Because the site is considered a whole, the court had to see on balance who had shown possession, and found that:

  1. Pre-1857: Only the Hindus had provided any evidence of possession – though not exclusive possession.
  2. Post-1857: The Hindus proved unimpeded possession to the outer courtyard AND proved they were contesting possession of the inner courtyard. The Muslim parties proved possession but not exclusive possession of the inner courtyard thanks to this.

This is why the possessory title was decreed in favour of the Hindus, not the Muslims.

There are some questions to be asked about this balancing act, including whether the same standards were applied while assessing the claims of possession by both parties. Here’s how Nizam Pasha, a Supreme Court advocate who was part of the team representing the Muslim parties in the case, describes it:

“The Court found that Hindus were in exclusive possession of the outer courtyard and were worshipping the area in the inner courtyard from across the wall. There are also recorded instances when they tried to challenge the possession of Muslims to the inner courtyard as well.

This, the court held, established their right over the entire undivided property, as the court chose to disregard the wall. While Muslims were offering namaz in the inner courtyard and had repelled each of the challenges to their possession of the inner courtyard by the Hindus, their possession was held not to be exclusive and therefore not good enough to establish title.

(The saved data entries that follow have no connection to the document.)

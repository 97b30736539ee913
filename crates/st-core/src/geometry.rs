//! Telescope geometry.
//!
//! Planes are numbered along the beam (x); plane 0 sits at x = 0 and the
//! magnet is midway between planes `planes_per_side - 1` and `planes_per_side`.
//!
//! ```text
//!  I             I    magnet   I             I
//! 0cm--------- 10cm-----------20cm----------30cm---------->x
//! ```

use serde::Serialize;

use crate::config::GeometryConfig;
use crate::{Error, Result};

/// One pixel plane.
#[derive(Debug, Clone, Copy, PartialEq, Serialize)]
pub struct Plane {
    /// Position along the beam, 0-based.
    pub index: usize,
    /// Longitudinal position (cm).
    pub x: f64,
    /// Half height of the chip (cm), bending direction.
    pub half_height: f64,
    /// Half width of the chip (cm), non-bending direction.
    pub half_width: f64,
}

impl Plane {
    /// Whether a crossing at `(y, z)` lies on the sensitive area.
    pub fn contains(&self, y: f64, z: f64) -> bool {
        y.abs() < self.half_height && z.abs() < self.half_width
    }
}

/// Immutable plane layout.
#[derive(Debug, Clone, PartialEq, Serialize)]
pub struct Geometry {
    planes: Vec<Plane>,
    planes_per_side: usize,
    dist_between_planes: f64,
    pixel_size: f64,
    noise_window_pixels: f64,
}

impl Geometry {
    /// Build the layout from its configuration.
    pub fn from_config(cfg: &GeometryConfig) -> Result<Self> {
        if cfg.planes_per_side == 0 {
            return Err(Error::Validation("geometry needs at least one plane per side".to_string()));
        }
        let d = cfg.dist_between_planes();
        if !d.is_finite() || d <= 0.0 {
            return Err(Error::Validation(format!("invalid plane spacing {d}")));
        }

        let planes = (0..cfg.n_planes())
            .map(|i| Plane {
                index: i,
                x: d * i as f64,
                half_height: if i < cfg.planes_per_side {
                    cfg.half_height_before
                } else {
                    cfg.half_height_after
                },
                half_width: cfg.half_width,
            })
            .collect();

        Ok(Self {
            planes,
            planes_per_side: cfg.planes_per_side,
            dist_between_planes: d,
            pixel_size: cfg.pixel_size,
            noise_window_pixels: cfg.noise_window_pixels,
        })
    }

    /// All planes in beam order.
    pub fn planes(&self) -> &[Plane] {
        &self.planes
    }

    /// Plane `i`.
    pub fn plane(&self, i: usize) -> &Plane {
        &self.planes[i]
    }

    /// Total number of planes.
    pub fn n_planes(&self) -> usize {
        self.planes.len()
    }

    /// Planes on each side of the magnet.
    pub fn planes_per_side(&self) -> usize {
        self.planes_per_side
    }

    /// Spacing between consecutive planes (cm).
    pub fn dist_between_planes(&self) -> f64 {
        self.dist_between_planes
    }

    /// Pixel pitch (cm).
    pub fn pixel_size(&self) -> f64 {
        self.pixel_size
    }

    /// Noise window side in pixels.
    pub fn noise_window_pixels(&self) -> f64 {
        self.noise_window_pixels
    }

    /// Noise window side length (cm).
    pub fn noise_window(&self) -> f64 {
        self.noise_window_pixels * self.pixel_size
    }

    /// Whether plane `i` is downstream of the magnet.
    pub fn is_after_magnet(&self, i: usize) -> bool {
        i >= self.planes_per_side
    }

    /// Lever arm (cm) from the magnet centre to plane `i`; zero upstream.
    pub fn bend_lever_arm(&self, i: usize) -> f64 {
        if self.is_after_magnet(i) {
            self.dist_between_planes * (0.5 + i as f64 - self.planes_per_side as f64)
        } else {
            0.0
        }
    }
}

#[cfg(test)]
mod tests {
    use super::*;

    #[test]
    fn test_reference_layout() {
        let g = Geometry::from_config(&GeometryConfig::default()).unwrap();
        assert_eq!(g.n_planes(), 4);
        let xs: Vec<f64> = g.planes().iter().map(|p| p.x).collect();
        assert_eq!(xs, vec![0.0, 10.0, 20.0, 30.0]);
        assert_eq!(g.plane(1).half_height, 1.0);
        assert_eq!(g.plane(2).half_height, 2.0);
        assert!(!g.is_after_magnet(1));
        assert!(g.is_after_magnet(2));
        assert_eq!(g.bend_lever_arm(1), 0.0);
        assert_eq!(g.bend_lever_arm(2), 5.0);
        assert_eq!(g.bend_lever_arm(3), 15.0);
        assert!((g.noise_window() - 1.0).abs() < 1e-12);
    }

    #[test]
    fn test_plane_contains() {
        let g = Geometry::from_config(&GeometryConfig::default()).unwrap();
        assert!(g.plane(0).contains(0.5, -0.5));
        assert!(!g.plane(0).contains(1.5, 0.0));
        assert!(g.plane(3).contains(1.5, 0.0));
    }
}
//! Run counters.

use std::fmt;

use serde::{Deserialize, Serialize};
use st_core::EventHits;
use st_reco::EventOutcome;

/// Event and hit counters of a run.
#[derive(Debug, Clone, Default, PartialEq, Eq, Serialize, Deserialize)]
pub struct RunSummary {
    /// Simulated events.
    pub generated: u64,
    /// Accepted tracks.
    pub reconstructed: u64,
    /// Accepted tracks made only of signal hits.
    pub reconstructed_without_noise: u64,
    /// Events with at least one plane without hits.
    pub lost_missing_hit: u64,
    /// Events whose best candidate failed the cuts, or had none.
    pub lost_quality_cuts: u64,
    /// Of those, events where every plane held the particle's hit.
    pub good_lost_quality_cuts: u64,
    /// Hits in all events.
    pub total_hits: u64,
    /// Noise hits in all events.
    pub noise_hits: u64,
    /// Noise hits picked up by accepted tracks.
    pub used_noise_hits: u64,
    /// Hits on every accepted track (one per plane).
    pub hits_per_track: usize,
}

impl RunSummary {
    /// Count one reconstructed event.
    pub fn record(&mut self, outcome: &EventOutcome, hits: &EventHits) {
        self.generated += 1;
        self.total_hits += hits.n_hits() as u64;
        self.noise_hits += hits.n_noise_hits() as u64;
        self.hits_per_track = hits.n_planes();

        match outcome {
            EventOutcome::Inefficient => self.lost_missing_hit += 1,
            EventOutcome::Rejected { hit_complete, .. } => {
                self.lost_quality_cuts += 1;
                if *hit_complete {
                    self.good_lost_quality_cuts += 1;
                }
            }
            EventOutcome::Accepted(track) => {
                self.reconstructed += 1;
                if track.all_signal {
                    self.reconstructed_without_noise += 1;
                }
                self.used_noise_hits += track.noise_hits_on_track as u64;
            }
        }
    }

    /// Add the counters of another partial run.
    pub fn merge(&mut self, other: &RunSummary) {
        self.generated += other.generated;
        self.reconstructed += other.reconstructed;
        self.reconstructed_without_noise += other.reconstructed_without_noise;
        self.lost_missing_hit += other.lost_missing_hit;
        self.lost_quality_cuts += other.lost_quality_cuts;
        self.good_lost_quality_cuts += other.good_lost_quality_cuts;
        self.total_hits += other.total_hits;
        self.noise_hits += other.noise_hits;
        self.used_noise_hits += other.used_noise_hits;
        self.hits_per_track = self.hits_per_track.max(other.hits_per_track);
    }

    /// Fraction of generated events with an accepted track.
    pub fn efficiency(&self) -> f64 {
        if self.generated == 0 { 0.0 } else { self.reconstructed as f64 / self.generated as f64 }
    }
}

impl fmt::Display for RunSummary {
    fn fmt(&self, f: &mut fmt::Formatter<'_>) -> fmt::Result {
        writeln!(f, "Generated tracks                          {}", self.generated)?;
        writeln!(f, "Reconstructed tracks                      {}", self.reconstructed)?;
        writeln!(f, "Reconstructed tracks without noise hits   {}", self.reconstructed_without_noise)?;
        writeln!(f, "Tracks lost due to missing hit            {}", self.lost_missing_hit)?;
        writeln!(f, "Tracks lost to quality cuts               {}", self.lost_quality_cuts)?;
        writeln!(f, "Tracks with all hits lost to quality cuts {}", self.good_lost_quality_cuts)?;
        writeln!(f, "Total hits                                {}", self.total_hits)?;
        writeln!(f, "Noise hits                                {}", self.noise_hits)?;
        writeln!(f, "Used noise hits                           {}", self.used_noise_hits)?;
        write!(f, "Hits per track                            {}", self.hits_per_track)
    }
}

Hence by applying completely different standards and wishing away the dividing wall, the Court granted the Hindus possessory title by virtue of their continued worship from across the wall and ousted the Muslims completely despite their worship within the precincts.”

At the same time, the court is not blind to the fact that the Muslims were dispossessed of their mosque, and that they didn’t abandon it. The court acknowledges that the mosque was “desecrated” by the placement of the idols in 1949, following which the administration took over, and then the Muslims were deprived of their mosque thanks to the unlawful demolition of the Babri Masjid in 1992.

This is why the judges use Article 142 of the Constitution to provide some remedy for this wrong, even though the Hindu claim ‘stands on better footing’. They write on page 923:

“Justice would not prevail if the Court were to overlook the entitlement of the Muslims who have been deprived of the structure of the mosque through means which should not have been employed in a secular nation committed to the rule of law.”

As a result, the judges ordered the allotment of five acres of land to the Sunni Waqf Board either within the land acquired by the Central Government in 1993 around the disputed site, or by the UP Government at some other prominent place in Ayodhya.